Dataset entries
* * * * *

// SPDX-License-Identifier: MIT
// © 2025–2026 Christopher Liu

//! I²C1 target (slave receiver) for the motor-driver board.
//!
//! Register-level, polled. The master only ever writes, so the target ACKs every byte and reports
//! bytes and transaction ends to the caller through [`I2cTarget::poll`].

use stm32f7xx_hal::pac;

// ISR / ICR bits
const ISR_RXNE: u32 = 1 << 2;
const ISR_ADDR: u32 = 1 << 3;
const ISR_STOPF: u32 = 1 << 5;
const ICR_ADDRCF: u32 = 1 << 3;
const ICR_STOPCF: u32 = 1 << 5;

/// Something that happened on the bus.
#[derive(Copy, Clone, Debug, PartialEq, Eq)]
pub enum TargetEvent {
    /// One data byte received.
    Byte(u8),
    /// The current write transaction ended (STOP or repeated START).
    End,
}

pub struct I2cTarget {
    i2c: pac::I2C1,
    in_transaction: bool,
}

impl I2cTarget {
    /// Enable I2C1 as a target answering to 7-bit address `addr`.
    ///
    /// SCL/SDA must already be switched to their open-drain alternate function.
    pub fn new(i2c: pac::I2C1, addr: u8) -> Self {
        let rcc = unsafe { &*pac::RCC::ptr() };
        rcc.apb1enr.modify(|_, w| w.i2c1en().set_bit());

        // Disable while configuring
        i2c.cr1.modify(|r, w| unsafe { w.bits(r.bits() & !1) });

        // Own address 1, 7-bit, enabled
        i2c.oar1.write(|w| unsafe { w.bits(0) });
        i2c.oar1
            .write(|w| unsafe { w.bits((1 << 15) | ((addr as u32 & 0x7F) << 1)) });

        // Clock stretching stays enabled, general call off; then PE
        i2c.cr1.modify(|r, w| unsafe { w.bits(r.bits() | 1) });

        Self {
            i2c,
            in_transaction: false,
        }
    }

    /// Service the peripheral once.
    ///
    /// Returns at most one event. Call in a loop until it returns `None`.
    pub fn poll(&mut self) -> Option<TargetEvent> {
        let isr = self.i2c.isr.read().bits();

        if isr & ISR_RXNE != 0 {
            let byte = self.i2c.rxdr.read().bits() as u8;
            return Some(TargetEvent::Byte(byte));
        }

        if isr & ISR_ADDR != 0 {
            // Address match: a repeated START closes the previous transaction first
            self.i2c.icr.write(|w| unsafe { w.bits(ICR_ADDRCF) });
            let ended = core::mem::replace(&mut self.in_transaction, true);
            return ended.then_some(TargetEvent::End);
        }

        if isr & ISR_STOPF != 0 {
            self.i2c.icr.write(|w| unsafe { w.bits(ICR_STOPCF) });
            if core::mem::replace(&mut self.in_transaction, false) {
                return Some(TargetEvent::End);
            }
        }

        None
    }

    pub fn free(self) -> pac::I2C1 {
        self.i2c
    }
}
// SPDX-License-Identifier: MIT
// © 2025–2026 Christopher Liu

//! # Rover Firmware
//!
//! This crate contains the firmware for a two-wheeled rover built from two STM32F777 boards: a
//! **master** that navigates a pre-programmed track and a **slave** that drives the wheel motors.
//! The boards talk over I²C using two-byte command frames.
//!
//! ## Crate Structure
//!
//! | Module | Purpose |
//! | ------ | -------- |
//! | [`config`] | Tunable constants and the navigator configuration |
//! | [`protocol`] | Command frames, the slave-side parser and the retrying master-side link |
//! | [`sensors`] | Interrupt-fed wheel encoder counters and the analog sensor multiplexer |
//! | [`control`] | Drift correction, encoder re-baselining and the checkpoint navigator |
//! | [`track`] | Checkpoints and the built-in tracks |
//! | [`drivers`] | H-bridge motor driver and scanning servo |
//! | `hw` | MCU-level wrappers around ADC, EXTI, I²C, timers, USART (`board` feature) |
//!
//! ## Getting Started
//!
//! Run the host tests:
//!
//! ```bash
//! cargo test
//! ```
//!
//! Flash the boards:
//!
//! ```bash
//! cargo run --release --features board --bin master
//! cargo run --release --features board --bin slave
//! ```
//!
//! The track is chosen at build time with one of the `square-track` (default), `zigzag-track`,
//! `straight-track` or `spin-track` features.
//!
//! ## License
//!
//! Licensed under the **MIT License**.
//!
//! © 2025–2026 Christopher Liu

#![cfg_attr(not(test), no_std)]

pub mod config;
pub mod control;
pub mod drivers;
#[cfg(feature = "board")]
pub mod hw;
pub mod protocol;
pub mod sensors;
pub mod track;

* * * * *

What to do.
Your answer should be one number: how many lines above contain "core".

Answer area.
2